**What to produce**
Work out how many lines in the material below hold "RiskRule", then give only that number.

────────────────

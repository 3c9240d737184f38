// Conversation risk and state inference pipeline
//
// Per message: crisis gate, then generation, then transcript append.
// Per session end: signal counting and classification over the user turns,
// risk escalation, recommendation selection.

use anyhow::Context;
use chrono::{DateTime, Utc};
use serde::Serialize;
use std::sync::Arc;

use crate::analysis::{assess_risk_with_rule, count_signals, ConversationInsights, RiskLevel, RiskRule};
use crate::config::Config;
use crate::crisis::{CrisisDetector, KeywordCatalog, CRISIS_RESPONSE};
use crate::errors::{ClassifyError, PipelineError, PipelineResult};
use crate::models::{ClassificationResult, DirArtifactStore, StateClassifier};
use crate::providers::ResponseGenerator;
use crate::recommend::{select, RecommendationBundle};
use crate::session::{Role, SessionStore};
use crate::text;

/// Reply used when the generator fails; still lists crisis contacts
pub const TECHNICAL_DIFFICULTY_RESPONSE: &str = "I'm experiencing some technical difficulties right now, but I'm still here to support you.

If you're in crisis, please don't wait:
• Call 988 (Suicide & Crisis Lifeline)
• Text HOME to 741741 (Crisis Text Line)
• Call 911 for emergencies

I'll be back online shortly to continue our conversation.";

/// Psychological analysis of one ended session
#[derive(Debug, Clone, Serialize)]
pub struct ConversationAnalysis {
    #[serde(flatten)]
    pub classification: ClassificationResult,
    pub risk_level: RiskLevel,
    /// Decision-table row that produced `risk_level`
    pub risk_rule: RiskRule,
    pub conversation_insights: ConversationInsights,
    pub analysis_timestamp: DateTime<Utc>,
    /// Number of user turns analyzed
    pub total_messages: usize,
    /// Characters in the joined user text
    pub conversation_length: usize,
    /// True when the classifier could not run and the fallback result was used
    pub fallback: bool,
}

#[derive(Debug, Clone, Serialize)]
pub struct SessionSummary {
    pub total_messages: usize,
    pub user_messages: usize,
    pub started_at: DateTime<Utc>,
    pub ended_at: DateTime<Utc>,
}

/// Everything returned by `end_session`
#[derive(Debug, Clone, Serialize)]
pub struct SessionReport {
    pub session_id: String,
    pub analysis: ConversationAnalysis,
    pub recommendations: RecommendationBundle,
    pub session_summary: SessionSummary,
}

/// Outcome of one inbound chat message
#[derive(Debug, Clone, Serialize)]
pub struct ChatReply {
    pub response: String,
    /// Absent only when a crisis reply was sent but no session could be recorded
    pub session_id: Option<String>,
    pub is_crisis: bool,
    pub timestamp: DateTime<Utc>,
}

/// Pipeline handle, constructed once by the host and shared by reference
pub struct Pipeline {
    catalog: Arc<KeywordCatalog>,
    detector: CrisisDetector,
    classifier: StateClassifier,
    sessions: Arc<SessionStore>,
}

impl Pipeline {
    pub fn new(
        catalog: Arc<KeywordCatalog>,
        classifier: StateClassifier,
        sessions: Arc<SessionStore>,
    ) -> Self {
        Self {
            detector: CrisisDetector::new(Arc::clone(&catalog)),
            catalog,
            classifier,
            sessions,
        }
    }

    /// Build from configuration: keyword catalog, classifier, session store
    ///
    /// Only an unreadable keyword catalog is fatal. A missing model leaves the
    /// classifier degraded and analyses fall back.
    pub fn initialize(config: &Config) -> anyhow::Result<Self> {
        let catalog = match &config.keywords_path {
            Some(path) => KeywordCatalog::load_from_file(path)
                .with_context(|| format!("Failed to load keywords from {}", path.display()))?,
            None => KeywordCatalog::builtin(),
        };
        tracing::info!(version = catalog.version, "Loaded keyword catalog");

        let store = DirArtifactStore::new(&config.model_dir);
        let classifier = StateClassifier::initialize(
            &store,
            config.dataset_path.as_deref(),
            &config.training,
        );
        if !classifier.is_ready() {
            tracing::error!(model_dir = %config.model_dir.display(), "State classifier unavailable, using fallback analysis");
        }

        let sessions = Arc::new(SessionStore::new(config.sessions.clone()));
        Ok(Self::new(Arc::new(catalog), classifier, sessions))
    }

    pub fn normalize(&self, raw: &str) -> String {
        text::normalize(raw)
    }

    pub fn detects_crisis(&self, raw: &str) -> bool {
        self.detector.detects_crisis(raw)
    }

    pub fn sessions(&self) -> &Arc<SessionStore> {
        &self.sessions
    }

    pub fn classifier(&self) -> &StateClassifier {
        &self.classifier
    }

    pub fn catalog(&self) -> &KeywordCatalog {
        &self.catalog
    }

    /// Append a turn, creating the session on first use
    pub fn record_turn(&self, session_id: &str, role: Role, content: &str) -> PipelineResult<()> {
        self.sessions.get_or_create(Some(session_id))?;
        self.sessions.append_turn(session_id, role, content)?;
        Ok(())
    }

    /// Handle one inbound user message
    ///
    /// The crisis check runs first and needs nothing else to work: if the
    /// session cannot be created or written, the crisis reply is still
    /// returned. Generator failures produce the technical-difficulty reply.
    ///
    /// The user turn is stored before the generator runs and the reply after
    /// it returns. Each generator sees every message received before its own.
    pub async fn handle_message(
        &self,
        generator: &dyn ResponseGenerator,
        session_id: Option<&str>,
        message: &str,
    ) -> PipelineResult<ChatReply> {
        let is_crisis = self.detects_crisis(message);

        if is_crisis {
            let recorded = self.sessions.get_or_create(session_id).and_then(|id| {
                self.sessions.append_turn(&id, Role::User, message)?;
                self.sessions.append_turn(&id, Role::Assistant, CRISIS_RESPONSE)?;
                Ok(id)
            });
            let session_id = match recorded {
                Ok(id) => Some(id),
                Err(e) => {
                    tracing::error!(error = %e, "Failed to record crisis message");
                    session_id.map(str::to_string)
                }
            };
            return Ok(ChatReply {
                response: CRISIS_RESPONSE.to_string(),
                session_id,
                is_crisis: true,
                timestamp: Utc::now(),
            });
        }

        // The user turn lands before generation; the reply is appended when
        // it is ready, so concurrent exchanges on one session may interleave
        let id = self.sessions.get_or_create(session_id)?;
        let context = self.sessions.begin_exchange(&id, message)?;

        let response = match generator.generate(message, &context).await {
            Ok(reply) => reply,
            Err(e) => {
                tracing::error!(session_id = %id, generator = generator.name(), error = %e, "Response generation failed");
                TECHNICAL_DIFFICULTY_RESPONSE.to_string()
            }
        };

        self.sessions.append_turn(&id, Role::Assistant, &response)?;

        Ok(ChatReply {
            response,
            session_id: Some(id),
            is_crisis: false,
            timestamp: Utc::now(),
        })
    }

    /// End a session and produce its analysis and recommendations
    ///
    /// Repeated calls return the cached report.
    pub fn end_session(&self, session_id: &str) -> PipelineResult<SessionReport> {
        self.sessions.with_session(session_id, |session| {
            if let Some(report) = session.report() {
                return Ok(report.clone());
            }
            if session.turns().is_empty() {
                tracing::warn!(session_id = %session_id, "No messages found in session");
                return Err(PipelineError::NoDataToAnalyze(session_id.to_string()));
            }

            tracing::info!(session_id = %session_id, "Performing psychological analysis");
            let user_turns = session.user_turns();
            let analysis = self.analyze(&user_turns)?;
            let recommendations = select(
                analysis.classification.predicted_state,
                analysis.risk_level,
                analysis.classification.confidence,
            );

            let ended_at = Utc::now();
            let report = SessionReport {
                session_id: session_id.to_string(),
                session_summary: SessionSummary {
                    total_messages: session.turns().len(),
                    user_messages: user_turns.len(),
                    started_at: session.created_at,
                    ended_at,
                },
                analysis,
                recommendations,
            };

            session.finish(ended_at, report.clone());
            tracing::info!(
                session_id = %session_id,
                label = %report.analysis.classification.predicted_state,
                risk = %report.analysis.risk_level,
                fallback = report.analysis.fallback,
                "Session ended"
            );
            Ok(report)
        })?
    }

    /// Analyze a list of user turns without touching any session
    ///
    /// When the classifier cannot run, the fallback classification still goes
    /// through the risk decision table rather than being pinned to low, so
    /// crisis indicators in the text escalate it to high.
    pub fn analyze<S: AsRef<str>>(&self, user_turns: &[S]) -> PipelineResult<ConversationAnalysis> {
        let insights = count_signals(&self.catalog, user_turns);

        let joined = user_turns
            .iter()
            .map(|t| t.as_ref())
            .collect::<Vec<_>>()
            .join(" ");
        let normalized = text::normalize(&joined);

        let (classification, fallback) = match self.classifier.classify(&normalized) {
            Ok(result) => (result, false),
            Err(ClassifyError::Invariant(reason)) => {
                tracing::error!(reason = %reason, "Classifier invariant violated");
                return Err(PipelineError::Invariant(reason));
            }
            Err(e) => {
                tracing::warn!(error = %e, "Using fallback classification");
                (ClassificationResult::fallback(), true)
            }
        };

        let risk_rule = assess_risk_with_rule(
            classification.predicted_state,
            classification.confidence,
            &insights,
        );

        Ok(ConversationAnalysis {
            risk_level: risk_rule.level(),
            risk_rule,
            classification,
            conversation_insights: insights,
            analysis_timestamp: Utc::now(),
            total_messages: user_turns.len(),
            conversation_length: joined.chars().count(),
            fallback,
        })
    }
}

────────────────

**Result of this exercise**
2